Now, we use a grid of several motion classes in order to classify each frame pair motion according to its motion intensity per feature. Adjacent frames with the same class are then combined to frame ranges. In order to avoid too short motion frame ranges we define a minimum length. If a frame range has a length below this threshold TminLen then it is combined with the neighboring frame range. The results of the motion-based segmentation run on nine test movies were very satisfying, particularly concerning frame ranges with very low and very high motion intensity, respectively. Future work should extend the movement information by differentiating between camera (zoom, pan, etc.) and object motion.

4.1.4 Face Detection

In order to find actor appearances within a movie, we use the basic face detection algorithm provided by the OpenCV library, which uses the Haarcascade classifier [Lienhart & Maydt 2002] for detection with a minimum of three neighbors used for grouping. After the detection process we cluster single detected faces to sequences so that we can define a frame range for an appearance of an actor. Variables considered during this clustering process are face deviation in size and position within a frame along with a threshold for closing gaps between successive frames caused by occlusions or head movement. For computing a mean face image and for the later definition of a subspace during the face recognition we use a publicly available face database (http://www.equinoxsensors.com/products/HID.html). The faces out of this database are all frontal faces in different lighting conditions without any rotation. We compute the distance of every face in a sequence to the mean image, i.e., to the mean face. The face that performs best is chosen to be the representative for the sequence. We assume that a small distance indicates a frontal face barely rotated. This distance along with face size in comparison to the frame width of the movie gives hints on close-up shots and not being a false positive.

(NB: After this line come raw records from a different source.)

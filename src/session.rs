//! One upload, start to finish: load -> detect -> normalize -> aggregate -> report.
//!
//! Everything a run produces lives in its own [`RunContext`]; loading another
//! file builds a fresh context instead of mutating shared state.

use crate::detect::detect_columns;
use crate::error::Result;
use crate::loader::{load_dataset, normalize, read_dataset};
use crate::output::{monthly_rows, product_rows, write_bytes, write_csv, write_json};
use crate::pdf::{render_pdf, RenderedPdf, DEFAULT_PDF_NAME};
use crate::reports::{aggregate, DEFAULT_TOP_N};
use crate::summary::{build_report, RecommendationMode};
use crate::types::{Aggregates, ColumnRoles, Dataset, LoadReport, Report, SummaryStats};
use log::info;
use std::io::Read;
use std::path::{Path, PathBuf};

#[derive(Debug, Clone)]
pub struct RunOptions {
    pub top_n: usize,
    pub preview_rows: usize,
    pub recommendation: RecommendationMode,
    pub pdf_path: PathBuf,
    pub json_path: Option<PathBuf>,
    pub csv_dir: Option<PathBuf>,
}

impl Default for RunOptions {
    fn default() -> Self {
        RunOptions {
            top_n: DEFAULT_TOP_N,
            preview_rows: 5,
            recommendation: RecommendationMode::default(),
            pdf_path: PathBuf::from(DEFAULT_PDF_NAME),
            json_path: None,
            csv_dir: None,
        }
    }
}

#[derive(Debug, Clone)]
pub struct RunContext {
    pub source: String,
    pub dataset: Dataset,
    pub roles: ColumnRoles,
    pub load: LoadReport,
    pub aggregates: Aggregates,
    pub report: Report,
}

/// Files written by [`RunContext::export`].
#[derive(Debug, Default)]
pub struct Exported {
    pub pdf: Option<PathBuf>,
    pub json: Option<PathBuf>,
    pub csv: Vec<PathBuf>,
}

pub fn run(path: &Path, options: &RunOptions) -> Result<RunContext> {
    let dataset = load_dataset(path)?;
    process(path.display().to_string(), dataset, options)
}

pub fn run_from_reader<R: Read>(source: &str, reader: R, options: &RunOptions) -> Result<RunContext> {
    let dataset = read_dataset(reader)?;
    process(source.to_string(), dataset, options)
}

fn process(source: String, dataset: Dataset, options: &RunOptions) -> Result<RunContext> {
    let roles = detect_columns(&dataset.headers).require()?;
    let (rows, load) = normalize(&dataset, &roles);
    let aggregates = aggregate(
        &rows,
        roles.product.is_some(),
        options.top_n,
        load.total_rows,
    )?;
    let report = build_report(&aggregates, &load, options.recommendation);
    info!(
        "report ready for {}: {} months, total {}",
        source,
        aggregates.monthly.len(),
        aggregates.total_revenue
    );
    Ok(RunContext {
        source,
        dataset,
        roles,
        load,
        aggregates,
        report,
    })
}

impl RunContext {
    pub fn summary_stats(&self) -> SummaryStats {
        SummaryStats {
            source: self.source.clone(),
            columns: self.roles.clone(),
            load: self.load.clone(),
            total_revenue: self.aggregates.total_revenue,
            period_start: self.aggregates.first_date,
            period_end: self.aggregates.last_date,
            monthly: self.aggregates.monthly.clone(),
            top_products: self.aggregates.top_products.clone(),
            trend: self.aggregates.trend,
        }
    }

    pub fn render_pdf(&self) -> Result<RenderedPdf> {
        render_pdf(&self.report)
    }

    /// Write the PDF plus whichever optional exports the options ask for.
    pub fn export(&self, options: &RunOptions) -> Result<Exported> {
        let mut exported = Exported::default();

        let pdf = self.render_pdf()?;
        write_bytes(&options.pdf_path, &pdf.bytes)?;
        exported.pdf = Some(options.pdf_path.clone());

        if let Some(path) = &options.json_path {
            write_json(path, &self.summary_stats())?;
            exported.json = Some(path.clone());
        }

        if let Some(dir) = &options.csv_dir {
            std::fs::create_dir_all(dir)?;
            let monthly = dir.join("monthly_revenue.csv");
            write_csv(&monthly, &monthly_rows(self))?;
            exported.csv.push(monthly);
            if self.aggregates.top_products.is_some() {
                let products = dir.join("top_products.csv");
                write_csv(&products, &product_rows(self))?;
                exported.csv.push(products);
            }
        }
        Ok(exported)
    }
}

The face detection achieves a precision of 0.8 and the distance to the mean image prevents many of the false positives of being used. However, future work should certainly involve a human skin detection to provide even more robust results.

4.1.5 Face Recognition

For face recognition we decided on using Principal Component Analysis (PCA) as used in [Yambor 2000]. For the normalization process we implement a search for corners with big eigenvalues within an image to identify eye and mouth candidates. A problem arises, when only parts of a face are exposed to sunlight because they tend to produce stronger corners than parts left in shade. In order to compensate this, we impose a minimum distance between two points. We now search for strong corners as candidates with different distances imposed, compute a transformation matrix for every possible combination of candidates and apply it onto the face image. Our normalization outcome is a face image of 25x25 pixels with a mask applied on it occluding the background. We use 90 eigenfaces for the projection and do a k-means clustering on the results. We assume that the biggest cluster will be the cluster containing the first main actor, so that we achieve a precision of 0.59 and a recall of 0.16. Future work will be to implement a clustering that can deal with an unknown number of classes, and to produce a better homogeneity. Furthermore, it is necessary to improve the results of the face recognition by utilizing other techniques such as Elastic Bunch Graph Matching (EBGM; see [Wiskott et al. ]1997).

4.1.6 Text Detection

The text detection is done by an existing tool of our research group first realized in [Wilkens 2003], which is specifically designed to find overlaid text in video. We use a 3x3 edge filter subtracting the lowest value from the center value for preprocessing. We then consider any group of more than three characters as text and choose rather strict settings in terms of deviation in tracking, horizontal spacing, vertical and horizontal scaling to keep the false positive rate as low as possible. This is important as shots containing text mostly end up in the black list during the generation process and we do not want to loose valuable shots. In case of our reference movie, the tool achieves a precision of 0.92 and a recall of 0.78.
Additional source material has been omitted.